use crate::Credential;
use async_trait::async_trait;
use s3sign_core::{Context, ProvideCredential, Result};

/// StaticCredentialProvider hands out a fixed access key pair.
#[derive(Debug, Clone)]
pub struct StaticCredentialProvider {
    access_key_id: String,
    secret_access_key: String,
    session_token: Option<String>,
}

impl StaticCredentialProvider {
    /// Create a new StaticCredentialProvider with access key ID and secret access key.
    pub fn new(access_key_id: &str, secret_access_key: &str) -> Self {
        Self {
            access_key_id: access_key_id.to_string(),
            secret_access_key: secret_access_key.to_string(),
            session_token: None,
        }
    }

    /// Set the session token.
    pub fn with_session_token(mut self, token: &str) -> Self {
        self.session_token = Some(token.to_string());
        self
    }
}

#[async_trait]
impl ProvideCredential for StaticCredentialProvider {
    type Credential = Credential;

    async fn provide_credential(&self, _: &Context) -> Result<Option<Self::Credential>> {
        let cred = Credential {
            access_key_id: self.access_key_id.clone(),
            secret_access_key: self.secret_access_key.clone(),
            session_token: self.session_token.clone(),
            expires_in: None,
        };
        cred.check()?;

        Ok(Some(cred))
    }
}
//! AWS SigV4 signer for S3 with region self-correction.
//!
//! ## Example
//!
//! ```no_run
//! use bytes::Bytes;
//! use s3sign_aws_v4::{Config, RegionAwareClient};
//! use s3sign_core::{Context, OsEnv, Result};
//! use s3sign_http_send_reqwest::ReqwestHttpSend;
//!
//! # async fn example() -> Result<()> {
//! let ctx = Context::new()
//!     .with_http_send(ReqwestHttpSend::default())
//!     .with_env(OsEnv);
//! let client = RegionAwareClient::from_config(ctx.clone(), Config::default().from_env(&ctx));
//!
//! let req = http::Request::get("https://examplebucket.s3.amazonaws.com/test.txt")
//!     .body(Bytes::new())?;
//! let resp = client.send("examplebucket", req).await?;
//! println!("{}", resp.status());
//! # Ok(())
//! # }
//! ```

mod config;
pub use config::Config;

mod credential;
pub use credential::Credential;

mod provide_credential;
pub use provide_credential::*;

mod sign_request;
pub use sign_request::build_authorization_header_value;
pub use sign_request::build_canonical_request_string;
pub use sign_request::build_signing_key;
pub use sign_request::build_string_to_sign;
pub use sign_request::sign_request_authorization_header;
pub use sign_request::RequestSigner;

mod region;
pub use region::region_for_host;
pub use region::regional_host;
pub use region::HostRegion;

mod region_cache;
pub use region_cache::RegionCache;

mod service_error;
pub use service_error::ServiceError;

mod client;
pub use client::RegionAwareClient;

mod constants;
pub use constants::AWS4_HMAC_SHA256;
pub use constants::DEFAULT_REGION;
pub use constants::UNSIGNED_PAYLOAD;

+++

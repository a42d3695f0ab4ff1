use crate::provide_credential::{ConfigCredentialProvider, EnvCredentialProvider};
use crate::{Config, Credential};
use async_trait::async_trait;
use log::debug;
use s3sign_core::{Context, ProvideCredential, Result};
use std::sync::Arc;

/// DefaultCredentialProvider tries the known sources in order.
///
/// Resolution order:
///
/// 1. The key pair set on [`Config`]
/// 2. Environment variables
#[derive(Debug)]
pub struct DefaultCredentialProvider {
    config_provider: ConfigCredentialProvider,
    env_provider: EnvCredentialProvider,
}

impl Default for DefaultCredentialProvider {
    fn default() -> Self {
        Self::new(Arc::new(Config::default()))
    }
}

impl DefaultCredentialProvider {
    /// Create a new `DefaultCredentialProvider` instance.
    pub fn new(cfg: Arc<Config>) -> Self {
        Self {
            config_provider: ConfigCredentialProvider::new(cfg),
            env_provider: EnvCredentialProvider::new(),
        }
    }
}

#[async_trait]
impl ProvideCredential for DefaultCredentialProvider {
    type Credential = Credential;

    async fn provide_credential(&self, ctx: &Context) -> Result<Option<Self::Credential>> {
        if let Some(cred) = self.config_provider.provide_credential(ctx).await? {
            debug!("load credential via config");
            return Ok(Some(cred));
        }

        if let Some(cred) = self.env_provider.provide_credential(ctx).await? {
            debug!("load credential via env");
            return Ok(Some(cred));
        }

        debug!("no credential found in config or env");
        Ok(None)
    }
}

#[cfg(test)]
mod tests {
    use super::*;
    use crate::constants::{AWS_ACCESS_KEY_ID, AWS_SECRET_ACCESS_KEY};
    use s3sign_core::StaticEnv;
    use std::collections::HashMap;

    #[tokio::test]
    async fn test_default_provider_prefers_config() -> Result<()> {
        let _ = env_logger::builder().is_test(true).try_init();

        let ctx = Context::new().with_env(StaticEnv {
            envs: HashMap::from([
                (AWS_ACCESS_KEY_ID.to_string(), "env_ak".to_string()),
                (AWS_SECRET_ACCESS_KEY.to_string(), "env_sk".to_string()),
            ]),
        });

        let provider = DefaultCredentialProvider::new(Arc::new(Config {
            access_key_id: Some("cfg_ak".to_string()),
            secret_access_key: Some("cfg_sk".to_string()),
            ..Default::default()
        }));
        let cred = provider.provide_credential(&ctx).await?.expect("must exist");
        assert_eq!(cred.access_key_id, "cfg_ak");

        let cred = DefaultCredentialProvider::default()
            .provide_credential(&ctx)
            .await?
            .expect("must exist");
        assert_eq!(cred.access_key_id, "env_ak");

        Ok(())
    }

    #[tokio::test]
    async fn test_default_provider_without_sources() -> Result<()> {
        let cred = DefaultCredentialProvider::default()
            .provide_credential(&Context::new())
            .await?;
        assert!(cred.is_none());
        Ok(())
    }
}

+++

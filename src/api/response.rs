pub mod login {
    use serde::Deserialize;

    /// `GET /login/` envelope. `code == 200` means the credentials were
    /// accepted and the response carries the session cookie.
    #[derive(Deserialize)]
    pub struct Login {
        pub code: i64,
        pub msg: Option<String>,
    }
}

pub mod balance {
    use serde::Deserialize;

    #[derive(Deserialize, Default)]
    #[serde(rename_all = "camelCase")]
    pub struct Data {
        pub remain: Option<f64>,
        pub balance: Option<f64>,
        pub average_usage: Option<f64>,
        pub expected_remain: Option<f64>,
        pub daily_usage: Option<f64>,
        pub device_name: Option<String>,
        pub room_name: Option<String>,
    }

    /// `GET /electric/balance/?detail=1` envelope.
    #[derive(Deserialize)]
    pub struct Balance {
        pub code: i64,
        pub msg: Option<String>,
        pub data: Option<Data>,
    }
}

+++

**Prompt**
Retype exactly, and only, the lines above from the one where "let cred = Credential" occurs up to and including the one where "mod provide_credential;" occurs.

**The answer**
        let cred = Credential {
            access_key_id: self.access_key_id.clone(),
            secret_access_key: self.secret_access_key.clone(),
            session_token: self.session_token.clone(),
            expires_in: None,
        };
        cred.check()?;

        Ok(Some(cred))
    }
}
//! AWS SigV4 signer for S3 with region self-correction.
//!
//! ## Example
//!
//! ```no_run
//! use bytes::Bytes;
//! use s3sign_aws_v4::{Config, RegionAwareClient};
//! use s3sign_core::{Context, OsEnv, Result};
//! use s3sign_http_send_reqwest::ReqwestHttpSend;
//!
//! # async fn example() -> Result<()> {
//! let ctx = Context::new()
//!     .with_http_send(ReqwestHttpSend::default())
//!     .with_env(OsEnv);
//! let client = RegionAwareClient::from_config(ctx.clone(), Config::default().from_env(&ctx));
//!
//! let req = http::Request::get("https://examplebucket.s3.amazonaws.com/test.txt")
//!     .body(Bytes::new())?;
//! let resp = client.send("examplebucket", req).await?;
//! println!("{}", resp.status());
//! # Ok(())
//! # }
//! ```

mod config;
pub use config::Config;

mod credential;
pub use credential::Credential;

mod provide_credential;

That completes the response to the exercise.